Aim of the task => Which lines of the records below contain the string "usize"? Report each of them.

Extracted records =>
*****

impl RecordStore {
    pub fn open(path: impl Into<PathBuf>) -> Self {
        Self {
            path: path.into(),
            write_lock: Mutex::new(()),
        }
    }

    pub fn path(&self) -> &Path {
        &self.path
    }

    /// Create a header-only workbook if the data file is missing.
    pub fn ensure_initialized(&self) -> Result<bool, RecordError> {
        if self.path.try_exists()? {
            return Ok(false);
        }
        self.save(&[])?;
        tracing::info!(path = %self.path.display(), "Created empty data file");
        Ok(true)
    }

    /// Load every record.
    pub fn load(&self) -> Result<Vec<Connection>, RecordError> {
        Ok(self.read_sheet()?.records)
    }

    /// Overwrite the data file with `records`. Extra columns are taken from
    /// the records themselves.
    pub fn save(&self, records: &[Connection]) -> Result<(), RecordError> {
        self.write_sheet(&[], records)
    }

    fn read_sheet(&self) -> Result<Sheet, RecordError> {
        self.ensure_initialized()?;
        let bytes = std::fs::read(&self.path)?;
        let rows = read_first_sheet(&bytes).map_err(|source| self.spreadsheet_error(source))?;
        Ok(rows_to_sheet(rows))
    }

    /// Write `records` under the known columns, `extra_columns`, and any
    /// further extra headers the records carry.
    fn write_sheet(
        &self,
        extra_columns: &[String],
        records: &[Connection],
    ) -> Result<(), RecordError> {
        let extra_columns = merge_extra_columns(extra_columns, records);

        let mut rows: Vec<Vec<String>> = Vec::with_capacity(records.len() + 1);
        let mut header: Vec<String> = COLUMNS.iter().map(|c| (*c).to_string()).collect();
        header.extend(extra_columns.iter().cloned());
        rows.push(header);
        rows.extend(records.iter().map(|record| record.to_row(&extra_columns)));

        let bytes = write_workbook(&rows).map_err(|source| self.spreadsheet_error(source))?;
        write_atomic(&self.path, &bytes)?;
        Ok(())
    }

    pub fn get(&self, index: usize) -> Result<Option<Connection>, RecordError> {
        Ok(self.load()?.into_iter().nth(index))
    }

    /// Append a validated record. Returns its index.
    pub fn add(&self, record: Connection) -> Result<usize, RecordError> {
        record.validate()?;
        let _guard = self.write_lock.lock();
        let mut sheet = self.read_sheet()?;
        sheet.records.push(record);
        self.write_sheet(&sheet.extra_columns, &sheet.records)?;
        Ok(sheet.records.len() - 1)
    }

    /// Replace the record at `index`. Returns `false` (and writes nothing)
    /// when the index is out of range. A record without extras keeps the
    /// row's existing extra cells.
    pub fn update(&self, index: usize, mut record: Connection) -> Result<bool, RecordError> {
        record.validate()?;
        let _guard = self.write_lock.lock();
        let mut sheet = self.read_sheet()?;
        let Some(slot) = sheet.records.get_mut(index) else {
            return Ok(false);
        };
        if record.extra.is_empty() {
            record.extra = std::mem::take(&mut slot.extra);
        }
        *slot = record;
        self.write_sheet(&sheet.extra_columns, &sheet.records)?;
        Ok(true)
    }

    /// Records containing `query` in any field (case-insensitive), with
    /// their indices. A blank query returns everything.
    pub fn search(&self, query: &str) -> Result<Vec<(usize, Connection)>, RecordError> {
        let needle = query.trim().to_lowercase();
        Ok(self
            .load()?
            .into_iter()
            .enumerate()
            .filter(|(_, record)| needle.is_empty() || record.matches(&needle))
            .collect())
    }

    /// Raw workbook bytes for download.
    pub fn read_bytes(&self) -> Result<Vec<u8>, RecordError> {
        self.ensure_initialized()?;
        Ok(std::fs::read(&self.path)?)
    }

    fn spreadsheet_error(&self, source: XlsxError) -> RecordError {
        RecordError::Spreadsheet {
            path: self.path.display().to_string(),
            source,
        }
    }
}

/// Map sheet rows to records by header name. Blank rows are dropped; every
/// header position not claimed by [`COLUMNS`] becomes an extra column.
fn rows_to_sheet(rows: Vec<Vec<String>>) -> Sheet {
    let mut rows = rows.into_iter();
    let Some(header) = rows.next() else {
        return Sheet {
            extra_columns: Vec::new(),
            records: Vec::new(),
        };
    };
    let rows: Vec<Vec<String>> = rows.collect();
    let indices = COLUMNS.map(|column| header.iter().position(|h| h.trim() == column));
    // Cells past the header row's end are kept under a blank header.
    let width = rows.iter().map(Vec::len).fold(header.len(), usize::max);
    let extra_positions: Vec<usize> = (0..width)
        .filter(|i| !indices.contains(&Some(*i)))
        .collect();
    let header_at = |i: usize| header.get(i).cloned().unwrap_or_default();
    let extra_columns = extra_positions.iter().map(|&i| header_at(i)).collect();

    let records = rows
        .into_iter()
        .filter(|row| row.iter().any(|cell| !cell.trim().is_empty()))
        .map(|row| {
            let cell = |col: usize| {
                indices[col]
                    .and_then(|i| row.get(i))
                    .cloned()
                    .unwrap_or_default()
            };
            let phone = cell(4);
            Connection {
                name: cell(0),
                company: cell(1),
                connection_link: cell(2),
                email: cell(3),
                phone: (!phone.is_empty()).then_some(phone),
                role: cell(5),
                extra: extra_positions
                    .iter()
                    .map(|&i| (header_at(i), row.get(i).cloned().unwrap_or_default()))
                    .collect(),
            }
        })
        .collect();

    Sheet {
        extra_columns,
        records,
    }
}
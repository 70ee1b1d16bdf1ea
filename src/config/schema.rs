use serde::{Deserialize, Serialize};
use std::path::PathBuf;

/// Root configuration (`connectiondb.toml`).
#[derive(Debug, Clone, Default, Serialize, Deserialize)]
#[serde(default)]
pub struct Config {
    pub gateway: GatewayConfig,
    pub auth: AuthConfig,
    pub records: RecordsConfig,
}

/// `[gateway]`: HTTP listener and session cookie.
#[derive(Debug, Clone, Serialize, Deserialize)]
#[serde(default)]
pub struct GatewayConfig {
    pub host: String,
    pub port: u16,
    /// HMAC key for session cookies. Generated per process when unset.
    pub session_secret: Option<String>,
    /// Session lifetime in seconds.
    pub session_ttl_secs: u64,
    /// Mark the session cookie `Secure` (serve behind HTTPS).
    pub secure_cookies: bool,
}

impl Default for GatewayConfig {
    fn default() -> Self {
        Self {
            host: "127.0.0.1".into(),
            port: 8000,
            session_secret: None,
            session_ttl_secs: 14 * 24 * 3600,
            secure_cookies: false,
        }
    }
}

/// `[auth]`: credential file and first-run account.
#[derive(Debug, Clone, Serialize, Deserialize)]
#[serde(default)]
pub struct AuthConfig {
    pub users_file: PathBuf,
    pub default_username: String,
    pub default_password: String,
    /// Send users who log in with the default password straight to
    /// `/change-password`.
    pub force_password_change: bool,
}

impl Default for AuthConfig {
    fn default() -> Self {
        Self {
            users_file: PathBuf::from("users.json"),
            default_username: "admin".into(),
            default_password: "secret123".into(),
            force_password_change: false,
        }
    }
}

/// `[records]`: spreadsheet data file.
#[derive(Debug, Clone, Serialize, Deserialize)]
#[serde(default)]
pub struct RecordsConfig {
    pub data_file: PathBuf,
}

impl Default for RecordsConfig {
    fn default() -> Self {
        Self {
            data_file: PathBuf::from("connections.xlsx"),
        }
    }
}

*****

Your response =>
    pub fn get(&self, index: usize) -> Result<Option<Connection>, RecordError> {
    pub fn add(&self, record: Connection) -> Result<usize, RecordError> {
    pub fn update(&self, index: usize, mut record: Connection) -> Result<bool, RecordError> {
    pub fn search(&self, query: &str) -> Result<Vec<(usize, Connection)>, RecordError> {
    let width = rows.iter().map(Vec::len).fold(header.len(), usize::max);
    let extra_positions: Vec<usize> = (0..width)
    let header_at = |i: usize| header.get(i).cloned().unwrap_or_default();
            let cell = |col: usize| {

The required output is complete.